Zoom’s video conferencing software has more problems than a secret web server on Mac. Even on Windows, websites you visit could start filming you without your consent. All you have to do is click a link. This problem affects Macs, too.
While previous reporting seemed to indicate that Zoom’s problems were specific to macOS, Windows is vulnerable, too. If Zoom is configured to turn on your camera by default in meetings, someone could embed a Zoom link in a web page and immediately start recording you. This would work on either Windows or Mac.
Zoom insists it “have no indication that this has ever happened”—yet. The company considers this a feature and says you’ve given permission for this if your Zoom client is configured to automatically turn on your webcam when you join a meeting.

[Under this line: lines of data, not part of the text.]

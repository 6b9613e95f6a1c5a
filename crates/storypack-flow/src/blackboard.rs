//! The shared-data ("blackboard") document.
//!
//! Maps each resource identifier, per category, to one or more files
//! relative to the story root.

use std::collections::BTreeMap;
use std::path::PathBuf;

use serde::Deserialize;
use storypack_types::{ResourceBundle, ResourceCategory};
use tracing::debug;

use crate::error::{FlowError, FlowResult};

#[derive(Deserialize)]
struct RawBlackboard {
    #[serde(default)]
    resources: BTreeMap<String, BTreeMap<String, RawPaths>>,
}

#[derive(Deserialize)]
#[serde(untagged)]
enum RawPaths {
    One(String),
    Many(Vec<String>),
}

impl From<RawPaths> for Vec<String> {
    fn from(raw: RawPaths) -> Self {
        match raw {
            RawPaths::One(path) => vec![path],
            RawPaths::Many(paths) => paths,
        }
    }
}

/// Parsed blackboard lookup.
#[derive(Clone, Debug, Default, PartialEq, Eq)]
pub struct Blackboard {
    entries: BTreeMap<ResourceCategory, BTreeMap<String, Vec<String>>>,
}

/// A file backing one resource identifier.
#[derive(Clone, Debug, PartialEq, Eq, PartialOrd, Ord)]
pub struct ResolvedFile {
    pub category: ResourceCategory,
    pub id: String,
    /// Relative to the story root.
    pub path: PathBuf,
}

/// Result of resolving a bundle against the blackboard.
#[derive(Clone, Debug, Default, PartialEq, Eq)]
pub struct Resolution {
    pub files: Vec<ResolvedFile>,
    /// Identifiers the blackboard has no entry for.
    pub unresolved: Vec<(ResourceCategory, String)>,
}

impl Blackboard {
    /// Parse the blackboard document. Unknown categories and fields are
    /// ignored.
    pub fn from_json(text: &str) -> FlowResult<Self> {
        let raw: RawBlackboard =
            serde_json::from_str(text).map_err(|e| FlowError::MalformedBlackboard(e.to_string()))?;

        let mut entries = BTreeMap::new();
        for (name, ids) in raw.resources {
            let Ok(category) = name.parse::<ResourceCategory>() else {
                debug!(category = %name, "ignoring unknown blackboard category");
                continue;
            };
            let ids: BTreeMap<String, Vec<String>> =
                ids.into_iter().map(|(id, paths)| (id, paths.into())).collect();
            entries.insert(category, ids);
        }
        Ok(Self { entries })
    }

    /// Record `paths` as the backing files of `id`.
    pub fn insert(&mut self, category: ResourceCategory, id: impl Into<String>, paths: Vec<String>) {
        self.entries.entry(category).or_default().insert(id.into(), paths);
    }

    pub fn paths(&self, category: ResourceCategory, id: &str) -> Option<&[String]> {
        self.entries
            .get(&category)
            .and_then(|ids| ids.get(id))
            .map(Vec::as_slice)
    }

    /// Resolve every identifier in `bundle` to its backing files.
    ///
    /// Output is sorted so repeated runs copy in the same order.
    pub fn resolve(&self, bundle: &ResourceBundle) -> Resolution {
        let mut resolution = Resolution::default();
        for (category, id) in bundle.entries() {
            match self.paths(category, id) {
                Some(paths) => resolution.files.extend(paths.iter().map(|p| ResolvedFile {
                    category,
                    id: id.to_string(),
                    path: PathBuf::from(p),
                })),
                None => resolution.unresolved.push((category, id.to_string())),
            }
        }
        resolution.files.sort();
        resolution.unresolved.sort();
        resolution
    }
}
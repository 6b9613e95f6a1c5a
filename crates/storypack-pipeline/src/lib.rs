//! Export and import pipelines for storypack.
//!
//! # Export
//!
//! [`Exporter::export_resources`] packages a story into `Export/`:
//!
//! 1. Every chapter's flow document is parsed and its referenced resources
//!    extracted, concurrently.
//! 2. Chapter bundles are folded into a run-wide accumulator strictly in
//!    declared order. Each chapter ships only the resources no earlier
//!    chapter shipped.
//! 3. Each chapter's new files are staged, zipped to `<chapterId>.zip`, and
//!    the staging folder removed.
//! 4. Story-wide documents and raw chapter folders are zipped to
//!    `<storyId>.zip`, and the header document `content.elp` is written.
//!
//! # Import
//!
//! [`Importer::import_story`] unpacks the story archive named by a header
//! document; [`Importer::restore_chapter`] unpacks a single chapter archive.

pub mod config;
pub mod document;
pub mod error;
pub mod export;
pub mod import;

pub use config::ExportConfig;
pub use document::load_story;
pub use error::{PipelineError, PipelineResult};
pub use export::{ChapterReport, ExportReport, Exporter};
pub use import::Importer;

Jonathan Leitschuh‘s proof of concept website demonstrates this. If you have Zoom software installed and go to the website, the Zoom software will launch and automatically join the meeting and start recording with your webcam. In the case of the macOS, you’d see that behavior even if you previously uninstalled Zoom, thanks to a secret web server Zoom leaves running after it’s uninstalled. But, even on Windows, Zoom will launch if you currently have it installed.
At first, Jonathan Leitschuh’s medium post seemed to suggest this issue only existed on MacOS. But he clarified otherwise in a tweet:
🚨 WINDOWS & MAC USERS 🚨
If you’ve ever checked this box on any browser other than Safari, you are vulnerable as well. pic.twitter.com/FbG2efEe0R
— Jonathan Leitschuh (@JLLeitschuh) July 9, 2019
We tested this by installing Zoom software and visiting his proof of concept website using Google Chrome.

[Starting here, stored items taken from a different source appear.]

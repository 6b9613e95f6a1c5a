//! The export pipeline.
//!
//! Per run: `Init -> PerChapter(0..n) -> StoryFinalize -> Done`. Chapter
//! bundles are extracted concurrently, folded into the accumulator in
//! declared order, then packaged concurrently. The first failure aborts
//! the whole run; staging folders are only removed on success.

use std::path::{Component, Path, PathBuf};
use std::sync::Arc;

use serde::Serialize;
use storypack_archive::{copy_file, mirror_dir, Archiver, ZipArchiver};
use storypack_flow::{Blackboard, FlowDocument, ReferenceExtractor};
use storypack_types::{Chapter, ExportHeader, ResourceBundle, Story};
use tokio::task::JoinSet;
use tracing::{debug, info, warn};

use crate::config::ExportConfig;
use crate::document::{read_optional, read_required};
use crate::error::{PipelineError, PipelineResult};

// ---------------------------------------------------------------------------
// Reports
// ---------------------------------------------------------------------------

/// What one chapter shipped.
#[derive(Clone, Debug, Serialize)]
pub struct ChapterReport {
    pub chapter_id: String,
    pub archive: PathBuf,
    /// Resources first shipped by this chapter.
    pub delta: ResourceBundle,
    pub files_copied: usize,
    /// Delta identifiers the blackboard has no files for.
    pub unresolved: usize,
}

/// Outcome of a successful export run.
#[derive(Clone, Debug, Serialize)]
pub struct ExportReport {
    pub story_id: String,
    pub story_archive: PathBuf,
    pub header_path: PathBuf,
    /// Exported chapters in declared order.
    pub chapters: Vec<ChapterReport>,
    /// Chapters without a flow document.
    pub skipped: Vec<String>,
    /// Every resource shipped during the run.
    pub shipped: ResourceBundle,
}

// ---------------------------------------------------------------------------
// Exporter
// ---------------------------------------------------------------------------

/// Packages a story into per-chapter and story-level archives.
#[derive(Clone)]
pub struct Exporter {
    config: ExportConfig,
    extractor: ReferenceExtractor,
    archiver: Arc<dyn Archiver>,
}

impl std::fmt::Debug for Exporter {
    fn fmt(&self, f: &mut std::fmt::Formatter<'_>) -> std::fmt::Result {
        f.debug_struct("Exporter")
            .field("config", &self.config)
            .field("extractor", &self.extractor)
            .finish()
    }
}

/// Shared state for the concurrent packaging tasks of one run.
struct RunContext {
    story_root: PathBuf,
    export_root: PathBuf,
    blackboard: Blackboard,
    archiver: Arc<dyn Archiver>,
    config: ExportConfig,
}

impl Exporter {
    /// An exporter with the built-in resolvers and a zip archiver.
    pub fn new(config: ExportConfig) -> Self {
        let archiver: Arc<dyn Archiver> = Arc::new(ZipArchiver::new(config.compression));
        Self {
            config,
            extractor: ReferenceExtractor::default(),
            archiver,
        }
    }

    pub fn with_extractor(mut self, extractor: ReferenceExtractor) -> Self {
        self.extractor = extractor;
        self
    }

    pub fn with_archiver(mut self, archiver: Arc<dyn Archiver>) -> Self {
        self.archiver = archiver;
        self
    }

    /// Run a full export of `story` into `<root>/<export_dir>`.
    ///
    /// Ids become staging folder and archive names under the export root,
    /// so they are validated before anything is created or removed.
    pub async fn export_resources(&self, story: &Story) -> PipelineResult<ExportReport> {
        story.validate(&[self.config.export_dir.as_str()])?;
        if story.chapters.iter().any(|c| c.id == story.id) {
            return Err(PipelineError::IdCollision(story.id.clone()));
        }

        let export_root = self.config.export_root(&story.root);
        tokio::fs::create_dir_all(&export_root).await?;
        info!(
            story = %story.id,
            chapters = story.chapters.len(),
            export_root = %export_root.display(),
            "export started"
        );

        let blackboard_text = read_required(
            &story.root.join(&self.config.shared_data_file),
            "blackboard",
        )
        .await?;
        let ctx = Arc::new(RunContext {
            story_root: story.root.clone(),
            export_root: export_root.clone(),
            blackboard: Blackboard::from_json(&blackboard_text)?,
            archiver: Arc::clone(&self.archiver),
            config: self.config.clone(),
        });

        let bundles = self.extract_all(&story.chapters).await?;

        // Fold in declared order: "new" means new relative to every earlier chapter.
        let mut accumulator = ResourceBundle::new();
        let mut plans = Vec::new();
        let mut skipped = Vec::new();
        for (chapter, bundle) in story.chapters.iter().zip(bundles) {
            let Some(bundle) = bundle else {
                debug!(chapter = %chapter.id, "no flow document; chapter skipped");
                skipped.push(chapter.id.clone());
                continue;
            };
            let delta = accumulator.diff_and_merge(&bundle);
            debug!(
                chapter = %chapter.id,
                referenced = bundle.len(),
                new = delta.len(),
                "chapter bundle folded"
            );
            plans.push((chapter.id.clone(), delta));
        }

        let chapters = package_chapters(&ctx, plans).await?;
        let story_archive = finalize_story(&ctx, story).await?;

        let header = ExportHeader::new(
            story.id.clone(),
            chapters.iter().map(|c| c.chapter_id.clone()).collect(),
        );
        let header_path = export_root.join(&self.config.header_file);
        tokio::fs::write(&header_path, header.to_json()?).await?;

        info!(
            story = %story.id,
            exported = chapters.len(),
            skipped = skipped.len(),
            resources = accumulator.len(),
            "export finished"
        );
        Ok(ExportReport {
            story_id: story.id.clone(),
            story_archive,
            header_path,
            chapters,
            skipped,
            shipped: accumulator,
        })
    }

    /// Extract every chapter's bundle concurrently. `None` marks a chapter
    /// without a flow document. Output order matches `chapters`.
    async fn extract_all(
        &self,
        chapters: &[Chapter],
    ) -> PipelineResult<Vec<Option<ResourceBundle>>> {
        let mut tasks = JoinSet::new();
        for (i, chapter) in chapters.iter().enumerate() {
            let flow_path = chapter.path.join(&self.config.flow_file);
            let extractor = self.extractor.clone();
            let id = chapter.id.clone();
            tasks.spawn(async move {
                let bundle = extract_chapter(&extractor, &flow_path)
                    .await
                    .map_err(|e| PipelineError::chapter(&id, e))?;
                Ok::<_, PipelineError>((i, bundle))
            });
        }

        let mut bundles = vec![None; chapters.len()];
        while let Some(joined) = tasks.join_next().await {
            let (i, bundle) = joined??;
            bundles[i] = bundle;
        }
        Ok(bundles)
    }
}

async fn extract_chapter(
    extractor: &ReferenceExtractor,
    flow_path: &Path,
) -> PipelineResult<Option<ResourceBundle>> {
    let Some(text) = read_optional(flow_path).await? else {
        return Ok(None);
    };
    let document = FlowDocument::from_json(&text)?;
    Ok(Some(extractor.extract(&document)?))
}

// ---------------------------------------------------------------------------
// Chapter packaging
// ---------------------------------------------------------------------------

async fn package_chapters(
    ctx: &Arc<RunContext>,
    plans: Vec<(String, ResourceBundle)>,
) -> PipelineResult<Vec<ChapterReport>> {
    let count = plans.len();
    let mut tasks = JoinSet::new();
    for (i, (chapter_id, delta)) in plans.into_iter().enumerate() {
        let ctx = Arc::clone(ctx);
        tasks.spawn(async move {
            let report = package_chapter(&ctx, &chapter_id, delta)
                .await
                .map_err(|e| PipelineError::chapter(&chapter_id, e))?;
            Ok::<_, PipelineError>((i, report))
        });
    }

    let mut reports: Vec<Option<ChapterReport>> = vec![None; count];
    while let Some(joined) = tasks.join_next().await {
        let (i, report) = joined??;
        reports[i] = Some(report);
    }
    Ok(reports.into_iter().flatten().collect())
}

/// Stage the files backing `delta`, zip them, and drop the staging folder.
async fn package_chapter(
    ctx: &Arc<RunContext>,
    chapter_id: &str,
    delta: ResourceBundle,
) -> PipelineResult<ChapterReport> {
    let staging = ctx.export_root.join(chapter_id);
    reset_dir(&staging).await?;

    let resolution = ctx.blackboard.resolve(&delta);
    for (category, id) in &resolution.unresolved {
        warn!(
            chapter = chapter_id,
            %category,
            id = %id,
            "resource missing from blackboard; not shipped"
        );
    }

    let mut copies = JoinSet::new();
    for file in &resolution.files {
        let rel = safe_relative(&file.path)?;
        let from = ctx.story_root.join(rel);
        let to = staging.join(rel);
        copies.spawn_blocking(move || copy_file(&from, &to));
    }
    let files_copied = resolution.files.len();
    while let Some(joined) = copies.join_next().await {
        joined??;
    }

    let archive = ctx.config.archive_path(&ctx.export_root, chapter_id);
    compress(ctx, &staging, &archive).await?;
    tokio::fs::remove_dir_all(&staging).await?;

    info!(
        chapter = chapter_id,
        new_resources = delta.len(),
        files = files_copied,
        archive = %archive.display(),
        "chapter packaged"
    );
    Ok(ChapterReport {
        chapter_id: chapter_id.to_string(),
        archive,
        delta,
        files_copied,
        unresolved: resolution.unresolved.len(),
    })
}

// ---------------------------------------------------------------------------
// Story finalize
// ---------------------------------------------------------------------------

/// Stage story-wide documents and raw chapter folders, zip them to
/// `<storyId>.<ext>`, and drop the staging folder.
async fn finalize_story(ctx: &Arc<RunContext>, story: &Story) -> PipelineResult<PathBuf> {
    let staging = ctx.export_root.join(&story.id);
    reset_dir(&staging).await?;

    let root = ctx.story_root.clone();
    let stage = staging.clone();
    let documents = [
        ctx.config.shared_data_file.clone(),
        ctx.config.index_file.clone(),
        ctx.config.cover_file.clone(),
    ];
    let chapter_ids = story.chapter_ids();
    let mirrored = tokio::task::spawn_blocking(move || -> PipelineResult<usize> {
        for name in &documents {
            copy_file(&root.join(name), &stage.join(name))?;
        }
        let mut mirrored = 0;
        for id in &chapter_ids {
            let dir = root.join(id);
            if dir.is_dir() {
                let files = mirror_dir(&dir, &stage.join(id))?;
                debug!(chapter = %id, files, "chapter folder mirrored");
                mirrored += 1;
            }
        }
        Ok(mirrored)
    })
    .await??;

    let archive = ctx.config.archive_path(&ctx.export_root, &story.id);
    compress(ctx, &staging, &archive).await?;
    tokio::fs::remove_dir_all(&staging).await?;

    info!(
        story = %story.id,
        chapter_folders = mirrored,
        archive = %archive.display(),
        "story packaged"
    );
    Ok(archive)
}

// ---------------------------------------------------------------------------
// Helpers
// ---------------------------------------------------------------------------

async fn compress(ctx: &Arc<RunContext>, source: &Path, archive: &Path) -> PipelineResult<usize> {
    let archiver = Arc::clone(&ctx.archiver);
    let source = source.to_path_buf();
    let archive = archive.to_path_buf();
    let files = tokio::task::spawn_blocking(move || archiver.compress(&source, &archive, false))
        .await??;
    Ok(files)
}

/// Start from an empty staging folder so leftovers of a failed run are not
/// packaged.
async fn reset_dir(dir: &Path) -> PipelineResult<()> {
    if tokio::fs::try_exists(dir).await? {
        tokio::fs::remove_dir_all(dir).await?;
    }
    tokio::fs::create_dir_all(dir).await?;
    Ok(())
}

/// Accept only plain relative paths that stay under their base.
fn safe_relative(path: &Path) -> PipelineResult<&Path> {
    let plain = path
        .components()
        .all(|c| matches!(c, Component::Normal(_) | Component::CurDir));
    if plain && path.components().next().is_some() {
        Ok(path)
    } else {
        Err(PipelineError::UnsafePath(path.to_path_buf()))
    }
}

On the first visit, you’ll be prompted to open the Zoom app—assuming you don’t have Zoom installed. If you check “Always open these types of links in the associated app,” you’re in trouble. That’s a box nearly anyone would check to skip extra clicking in the future.
The next time we visited the website, Zoom automatically opened, joined us to the meeting, and started our webcam. We didn’t click any prompts or give any approval. Without interaction on your part, malicious sites could easily record you as long as you have Zoom installed.
You do see the Zoom window and it’s clear you’re being recorded. However, a malicious website could capture some video of you before you stopped the video conference.
This is a huge issue. We recommend uninstalling Zoom if you don’t use it frequently. If you need it installed, you can also toggle the “Turn my video off when joining meeting” option on the “Video” tab in Zoom’s settings window to prevent this from happening.
On macOS, don’t forget to check for the web server and uninstall it too.
Unfortunately, Zoom’s official response to the situation seems to suggest the company considers this a feature and not a problem. Hopefully, it understands the full severity of the issue soon and changes course.